[RECORD SET]

☆ ☆ ☆ ☆ ☆

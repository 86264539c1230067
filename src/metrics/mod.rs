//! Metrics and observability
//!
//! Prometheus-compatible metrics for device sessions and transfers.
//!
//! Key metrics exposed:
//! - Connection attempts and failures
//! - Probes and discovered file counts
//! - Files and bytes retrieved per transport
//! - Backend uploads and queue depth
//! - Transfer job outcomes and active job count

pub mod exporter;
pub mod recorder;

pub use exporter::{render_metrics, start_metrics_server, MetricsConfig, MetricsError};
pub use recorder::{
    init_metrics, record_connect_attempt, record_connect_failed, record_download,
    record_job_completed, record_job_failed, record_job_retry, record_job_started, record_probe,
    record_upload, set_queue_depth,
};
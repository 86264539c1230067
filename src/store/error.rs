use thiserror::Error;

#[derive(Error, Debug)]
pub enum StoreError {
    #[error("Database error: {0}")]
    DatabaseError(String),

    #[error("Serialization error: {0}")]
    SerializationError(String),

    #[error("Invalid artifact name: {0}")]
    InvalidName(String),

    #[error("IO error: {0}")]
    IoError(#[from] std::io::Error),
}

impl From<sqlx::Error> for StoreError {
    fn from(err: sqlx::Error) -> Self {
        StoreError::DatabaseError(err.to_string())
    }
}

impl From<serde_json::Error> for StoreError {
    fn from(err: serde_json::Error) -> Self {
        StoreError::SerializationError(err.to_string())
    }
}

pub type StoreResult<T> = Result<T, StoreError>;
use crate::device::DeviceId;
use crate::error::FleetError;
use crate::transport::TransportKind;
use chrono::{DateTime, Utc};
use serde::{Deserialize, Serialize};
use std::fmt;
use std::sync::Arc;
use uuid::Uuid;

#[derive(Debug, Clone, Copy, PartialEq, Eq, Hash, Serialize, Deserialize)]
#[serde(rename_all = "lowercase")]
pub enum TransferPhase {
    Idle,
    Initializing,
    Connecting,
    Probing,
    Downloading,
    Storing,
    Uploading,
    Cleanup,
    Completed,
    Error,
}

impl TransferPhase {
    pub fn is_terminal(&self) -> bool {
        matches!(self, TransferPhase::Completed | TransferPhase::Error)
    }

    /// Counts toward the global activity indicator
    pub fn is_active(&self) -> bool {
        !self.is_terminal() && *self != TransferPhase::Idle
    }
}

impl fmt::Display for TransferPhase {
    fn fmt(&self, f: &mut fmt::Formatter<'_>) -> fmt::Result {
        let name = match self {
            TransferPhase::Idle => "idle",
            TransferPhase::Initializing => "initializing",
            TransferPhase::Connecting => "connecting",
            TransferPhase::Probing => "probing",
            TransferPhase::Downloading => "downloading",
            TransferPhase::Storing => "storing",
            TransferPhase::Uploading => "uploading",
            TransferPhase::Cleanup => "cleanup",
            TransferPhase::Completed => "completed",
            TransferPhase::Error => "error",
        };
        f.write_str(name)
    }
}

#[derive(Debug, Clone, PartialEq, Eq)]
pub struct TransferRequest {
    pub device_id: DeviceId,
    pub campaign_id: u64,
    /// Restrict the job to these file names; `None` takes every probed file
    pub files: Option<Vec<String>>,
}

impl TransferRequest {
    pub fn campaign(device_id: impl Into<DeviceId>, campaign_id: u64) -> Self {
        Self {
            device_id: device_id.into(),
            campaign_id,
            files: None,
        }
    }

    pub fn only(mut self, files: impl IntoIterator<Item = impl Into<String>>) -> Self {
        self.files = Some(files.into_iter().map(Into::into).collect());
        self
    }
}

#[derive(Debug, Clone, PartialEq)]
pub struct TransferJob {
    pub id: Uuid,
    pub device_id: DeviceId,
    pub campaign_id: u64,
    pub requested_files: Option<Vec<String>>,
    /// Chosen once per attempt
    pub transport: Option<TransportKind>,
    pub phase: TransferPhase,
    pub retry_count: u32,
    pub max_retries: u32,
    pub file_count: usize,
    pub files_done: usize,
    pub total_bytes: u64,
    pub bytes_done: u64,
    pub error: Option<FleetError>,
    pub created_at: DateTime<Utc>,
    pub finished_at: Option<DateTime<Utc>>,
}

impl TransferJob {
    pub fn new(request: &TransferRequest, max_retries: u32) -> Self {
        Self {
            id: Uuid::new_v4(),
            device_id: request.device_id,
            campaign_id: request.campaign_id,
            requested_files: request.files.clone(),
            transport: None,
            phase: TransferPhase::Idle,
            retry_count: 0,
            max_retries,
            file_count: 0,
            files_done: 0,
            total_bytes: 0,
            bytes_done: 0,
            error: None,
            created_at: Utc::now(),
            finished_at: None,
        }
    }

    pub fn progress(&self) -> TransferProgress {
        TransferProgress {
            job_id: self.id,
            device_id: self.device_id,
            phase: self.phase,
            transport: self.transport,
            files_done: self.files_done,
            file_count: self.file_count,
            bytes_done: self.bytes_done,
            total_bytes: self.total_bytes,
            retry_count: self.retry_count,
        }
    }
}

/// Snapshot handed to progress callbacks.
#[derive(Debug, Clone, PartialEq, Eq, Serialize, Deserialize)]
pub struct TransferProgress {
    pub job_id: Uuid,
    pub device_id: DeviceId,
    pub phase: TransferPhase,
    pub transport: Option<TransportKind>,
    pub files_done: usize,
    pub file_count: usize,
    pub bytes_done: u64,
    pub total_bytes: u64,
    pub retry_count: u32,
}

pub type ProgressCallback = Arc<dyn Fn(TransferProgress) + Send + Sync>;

☆ ☆ ☆ ☆ ☆

[WHAT THE TASK REQUIRES]
Please give back all of the material above exactly as it was written.

[EXERCISE RESULT]
repository 86264539c1230067
filename src/metrics/mod.rs
//! Metrics and observability
//!
//! Prometheus-compatible metrics for device sessions and transfers.
//!
//! Key metrics exposed:
//! - Connection attempts and failures
//! - Probes and discovered file counts
//! - Files and bytes retrieved per transport
//! - Backend uploads and queue depth
//! - Transfer job outcomes and active job count

pub mod exporter;
pub mod recorder;

pub use exporter::{render_metrics, start_metrics_server, MetricsConfig, MetricsError};
pub use recorder::{
    init_metrics, record_connect_attempt, record_connect_failed, record_download,
    record_job_completed, record_job_failed, record_job_retry, record_job_started, record_probe,
    record_upload, set_queue_depth,
};
repository 86264539c1230067
filename src/store/error.rs
use thiserror::Error;

#[derive(Error, Debug)]
pub enum StoreError {
    #[error("Database error: {0}")]
    DatabaseError(String),

    #[error("Serialization error: {0}")]
    SerializationError(String),

    #[error("Invalid artifact name: {0}")]
    InvalidName(String),

    #[error("IO error: {0}")]
    IoError(#[from] std::io::Error),
}

impl From<sqlx::Error> for StoreError {
    fn from(err: sqlx::Error) -> Self {
        StoreError::DatabaseError(err.to_string())
    }
}

impl From<serde_json::Error> for StoreError {
    fn from(err: serde_json::Error) -> Self {
        StoreError::SerializationError(err.to_string())
    }
}

pub type StoreResult<T> = Result<T, StoreError>;
use crate::device::DeviceId;
use crate::error::FleetError;
use crate::transport::TransportKind;
use chrono::{DateTime, Utc};
use serde::{Deserialize, Serialize};
use std::fmt;
use std::sync::Arc;
use uuid::Uuid;

#[derive(Debug, Clone, Copy, PartialEq, Eq, Hash, Serialize, Deserialize)]
#[serde(rename_all = "lowercase")]
pub enum TransferPhase {
    Idle,
    Initializing,
    Connecting,
    Probing,
    Downloading,
    Storing,
    Uploading,
    Cleanup,
    Completed,
    Error,
}

impl TransferPhase {
    pub fn is_terminal(&self) -> bool {
        matches!(self, TransferPhase::Completed | TransferPhase::Error)
    }

    /// Counts toward the global activity indicator
    pub fn is_active(&self) -> bool {
        !self.is_terminal() && *self != TransferPhase::Idle
    }
}

impl fmt::Display for TransferPhase {
    fn fmt(&self, f: &mut fmt::Formatter<'_>) -> fmt::Result {
        let name = match self {
            TransferPhase::Idle => "idle",
            TransferPhase::Initializing => "initializing",
            TransferPhase::Connecting => "connecting",
            TransferPhase::Probing => "probing",
            TransferPhase::Downloading => "downloading",
            TransferPhase::Storing => "storing",
            TransferPhase::Uploading => "uploading",
            TransferPhase::Cleanup => "cleanup",
            TransferPhase::Completed => "completed",
            TransferPhase::Error => "error",
        };
        f.write_str(name)
    }
}

#[derive(Debug, Clone, PartialEq, Eq)]
pub struct TransferRequest {
    pub device_id: DeviceId,
    pub campaign_id: u64,
    /// Restrict the job to these file names; `None` takes every probed file
    pub files: Option<Vec<String>>,
}

impl TransferRequest {
    pub fn campaign(device_id: impl Into<DeviceId>, campaign_id: u64) -> Self {
        Self {
            device_id: device_id.into(),
            campaign_id,
            files: None,
        }
    }

    pub fn only(mut self, files: impl IntoIterator<Item = impl Into<String>>) -> Self {
        self.files = Some(files.into_iter().map(Into::into).collect());
        self
    }
}

#[derive(Debug, Clone, PartialEq)]
pub struct TransferJob {
    pub id: Uuid,
    pub device_id: DeviceId,
    pub campaign_id: u64,
    pub requested_files: Option<Vec<String>>,
    /// Chosen once per attempt
    pub transport: Option<TransportKind>,
    pub phase: TransferPhase,
    pub retry_count: u32,
    pub max_retries: u32,
    pub file_count: usize,
    pub files_done: usize,
    pub total_bytes: u64,
    pub bytes_done: u64,
    pub error: Option<FleetError>,
    pub created_at: DateTime<Utc>,
    pub finished_at: Option<DateTime<Utc>>,
}

impl TransferJob {
    pub fn new(request: &TransferRequest, max_retries: u32) -> Self {
        Self {
            id: Uuid::new_v4(),
            device_id: request.device_id,
            campaign_id: request.campaign_id,
            requested_files: request.files.clone(),
            transport: None,
            phase: TransferPhase::Idle,
            retry_count: 0,
            max_retries,
            file_count: 0,
            files_done: 0,
            total_bytes: 0,
            bytes_done: 0,
            error: None,
            created_at: Utc::now(),
            finished_at: None,
        }
    }

    pub fn progress(&self) -> TransferProgress {
        TransferProgress {
            job_id: self.id,
            device_id: self.device_id,
            phase: self.phase,
            transport: self.transport,
            files_done: self.files_done,
            file_count: self.file_count,
            bytes_done: self.bytes_done,
            total_bytes: self.total_bytes,
            retry_count: self.retry_count,
        }
    }
}

/// Snapshot handed to progress callbacks.
#[derive(Debug, Clone, PartialEq, Eq, Serialize, Deserialize)]
pub struct TransferProgress {
    pub job_id: Uuid,
    pub device_id: DeviceId,
    pub phase: TransferPhase,
    pub transport: Option<TransportKind>,
    pub files_done: usize,
    pub file_count: usize,
    pub bytes_done: u64,
    pub total_bytes: u64,
    pub retry_count: u32,
}

pub type ProgressCallback = Arc<dyn Fn(TransferProgress) + Send + Sync>;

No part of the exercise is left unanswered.